RhoA is widely implicated in the progression of several types of human cancer, including breast, prostatic, testicular, and esophageal cancers (Somlyo et al. 2000; Fritz et al. 2002; Kamai et al. 2004; Pille et al. 2005; Faried et al. 2007; Matsuoka and Yashiro 2014). Similarly, RhoA has emerged as a key player in the progression of ovarian cancer associated with metastasis (Horiuchi et al. 2003, 2008; Chen et al. 2013; Wang et al. 2015). Considering these studies, the regulation of RhoA by LARP4 is suggested to play an important role in ovarian cancer progression.
LARP3 was shown to promote cell proliferation in cervical, prostatic, and hypopharyngeal cancers (Sommer et al. 2011a, b). In addition, LARP3 has been implicated in the upregulation of cell migration in hypopharyngeal squamous adenocarcinoma cells. However, the pathobiological roles of LARP3 in ovarian cancer remain poorly understood.
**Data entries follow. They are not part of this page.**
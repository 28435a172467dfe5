//! schoolstatus — Command-line generator for school operational status templates
//!
//! Reads a Common Core of Data school roster and writes one
//! `<ST>/school_operational_status.json` per State under the output
//! directory, listing every LEA and school with the weekly in-person
//! instruction status set to "Not reported".
//!
//! Usage examples
//! --------------
//!
//! - Generate into the current directory
//!   $ schoolstatus ccd_sch_029_2021.csv
//!
//! - Generate elsewhere, with a different schema URL
//!   $ schoolstatus ccd.csv --outputdir=templates --schema=https://example.org/sos.schema.json
//!
//! - Same, configured through the environment
//!   $ SOS_CCDFILE=ccd.csv SOS_OUTPUTDIR=templates schoolstatus
//!
//! Configuration
//! -------------
//!
//! Built-in defaults, then `SOS_CCDFILE`, `SOS_OUTPUTDIR`, `SOS_CONFORMANCE`,
//! `SOS_SCHEMA`, `SOS_LOGLEVEL`, then command-line flags. Logs go to stdout.
mod args;

use crate::args::CliArgs;
use anyhow::Context;
use clap::Parser;
use schoolstatus_core::{run, GeneratorConfig, LogLevel};
use std::io::IsTerminal;
use tracing::info;
use tracing_subscriber::filter::LevelFilter;
use tracing_subscriber::EnvFilter;

fn main() -> anyhow::Result<()> {
    let args = CliArgs::parse();

    // Resolve configuration once: environment first, then flags on top
    let config = GeneratorConfig::from_env()
        .context("invalid SOS_* environment configuration")?
        .with_overrides(args.into_overrides());

    init_logging(config.log_level);
    info!(
        ccd_file = %config.ccd_file.display(),
        output_dir = %config.output_dir.display(),
        conforms_to = %config.conforms_to,
        described_by = %config.described_by,
        log_level = %config.log_level,
        "configuration"
    );

    let report = run(&config).with_context(|| {
        format!(
            "generating templates from {}",
            config.ccd_file.display()
        )
    })?;

    info!(
        "wrote {} State files ({} LEAs, {} schools)",
        report.files.len(),
        report.stats.leas,
        report.stats.schools
    );
    Ok(())
}

/// Timestamp, level, file:line and message, to stdout.
fn init_logging(level: LogLevel) {
    let filter =
        EnvFilter::default().add_directive(LevelFilter::from_level(level.as_tracing_level()).into());
    tracing_subscriber::fmt()
        .with_env_filter(filter)
        .with_writer(std::io::stdout)
        .with_ansi(std::io::stdout().is_terminal())
        .with_target(false)
        .with_file(true)
        .with_line_number(true)
        .init();
}
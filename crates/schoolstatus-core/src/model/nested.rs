// crates/schoolstatus-core/src/model/nested.rs
use crate::common::RosterStats;

/// # The Nested Roster
///
/// The grouped view the emitter walks. States are sorted by code and LEAs
/// by id, so two runs over the same input always visit them in the same
/// order. Schools keep the order in which they appeared in the input.
///
/// **Structure:** `Roster` -> `Vec<StateGroup>` -> `Vec<LeaGroup>` -> `Vec<School>`
#[derive(Clone, Debug, Default, PartialEq, Eq)]
pub struct Roster {
    pub states: Vec<StateGroup>,
}

#[derive(Clone, Debug, PartialEq, Eq)]
pub struct StateGroup {
    /// Two-letter State code, also the output directory name.
    pub code: String,
    pub leas: Vec<LeaGroup>,
}

#[derive(Clone, Debug, PartialEq, Eq)]
pub struct LeaGroup {
    pub id: String,
    /// Name from the first roster row seen for this LEA.
    pub name: String,
    pub schools: Vec<School>,
}

#[derive(Clone, Debug, PartialEq, Eq)]
pub struct School {
    pub id: String,
    pub name: String,
}

impl Roster {
    pub fn states(&self) -> &[StateGroup] {
        &self.states
    }

    pub fn is_empty(&self) -> bool {
        self.states.is_empty()
    }

    pub fn stats(&self) -> RosterStats {
        RosterStats {
            states: self.states.len(),
            leas: self.states.iter().map(|s| s.leas.len()).sum(),
            schools: self.states.iter().map(StateGroup::school_count).sum(),
        }
    }

    /// Lookup by State code (exact match).
    pub fn find_state(&self, code: &str) -> Option<&StateGroup> {
        self.states
            .binary_search_by(|s| s.code.as_str().cmp(code))
            .ok()
            .map(|i| &self.states[i])
    }

    pub fn find_lea(&self, state: &str, lea_id: &str) -> Option<&LeaGroup> {
        self.find_state(state)?.find_lea(lea_id)
    }

    /// Full composite-key lookup: (State, LEA ID, School ID).
    /// Returns the first match when the input carried duplicate rows.
    pub fn find_school(&self, state: &str, lea_id: &str, school_id: &str) -> Option<&School> {
        self.find_lea(state, lea_id)?
            .schools
            .iter()
            .find(|s| s.id == school_id)
    }
}

impl StateGroup {
    pub fn find_lea(&self, lea_id: &str) -> Option<&LeaGroup> {
        self.leas
            .binary_search_by(|l| l.id.as_str().cmp(lea_id))
            .ok()
            .map(|i| &self.leas[i])
    }

    pub fn school_count(&self) -> usize {
        self.leas.iter().map(|l| l.schools.len()).sum()
    }
}
// crates/schoolstatus-core/src/loader/mod.rs

//! # Roster Loader
//!
//! Handles the Physical Layer (I/O, Decompression), checks the header for
//! the required CCD columns, and hands the parsed rows to the grouping step.

use crate::error::{Result, RosterError};
use crate::model::convert::records_to_nested;
use crate::model::{Roster, RosterRecord, REQUIRED_COLUMNS};
use csv::StringRecord;
use std::io::Read;
use std::path::Path;
use tracing::{debug, info};

mod common_io;

#[cfg(feature = "compact")]
pub use common_io::is_gzip;

impl Roster {
    /// Loads and groups a roster file.
    ///
    /// Fails with [`RosterError::NotFound`] if the file cannot be opened,
    /// [`RosterError::MissingColumn`] if the header lacks one of
    /// [`REQUIRED_COLUMNS`], and [`RosterError::Csv`] on malformed rows.
    #[tracing::instrument(level = "debug", skip(path), fields(roster = %path.as_ref().display()))]
    pub fn load_from_path(path: impl AsRef<Path>) -> Result<Self> {
        let path = path.as_ref();
        let reader = common_io::open_stream(path)?;
        Self::from_reader(reader)
    }

    /// Same as [`Roster::load_from_path`] for an already-open source.
    pub fn from_reader<R: Read>(reader: R) -> Result<Self> {
        let mut rdr = csv::ReaderBuilder::new()
            .has_headers(true)
            .from_reader(reader);

        let headers = rdr.headers()?.clone();
        ensure_required_columns(&headers)?;

        let records = rdr
            .deserialize::<RosterRecord>()
            .collect::<std::result::Result<Vec<_>, _>>()?;
        debug!(rows = records.len(), "roster rows read");

        let roster = records_to_nested(records);
        let stats = roster.stats();
        info!(
            states = stats.states,
            leas = stats.leas,
            schools = stats.schools,
            "roster grouped"
        );
        Ok(roster)
    }
}

/// Reports the first required column (in CCD order) the header lacks.
fn ensure_required_columns(headers: &StringRecord) -> Result<()> {
    match REQUIRED_COLUMNS
        .iter()
        .find(|col| !headers.iter().any(|h| h == **col))
    {
        Some(missing) => Err(RosterError::MissingColumn((*missing).to_string())),
        None => Ok(()),
    }
}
We provide evidence that LARP3 promotes cell motility in ovarian cancer cells (Fig. 1A and B). In addition, we explored the clinical importance of LARP3 mRNA expression in ovarian cancer (Fig. 6). Taken the obtained findings together, LARP3 might serve as an oncogenic RBP in ovarian cancer.
In this study, we provide evidence that LARP4 suppresses RhoA-dependent cell motility and metastatic potential in ovarian cancer. This anti-metastatic effect might be associated with the clinical significance of LARP4 expression in ovarian cancer.
This study was supported in part by a JSPS KAKENHI grant (16K11125 to K. Kitatani), the Mizutani Foundation for Glycoscience (to K. Kitatani), and the Takeda Science Foundation (to K. Kitatani). We express our gratitude to the laboratory members of the Biomedical Research Unit of Tohoku University Hospital and Department of Obstetrics and Gynecology (Tohoku University, Sendai, Japan) for critical discussions. We also thank Edanz (https://www.edanzediting.co.jp) for editing the English text of a draft of this manuscript.
The authors declare no conflict of interest.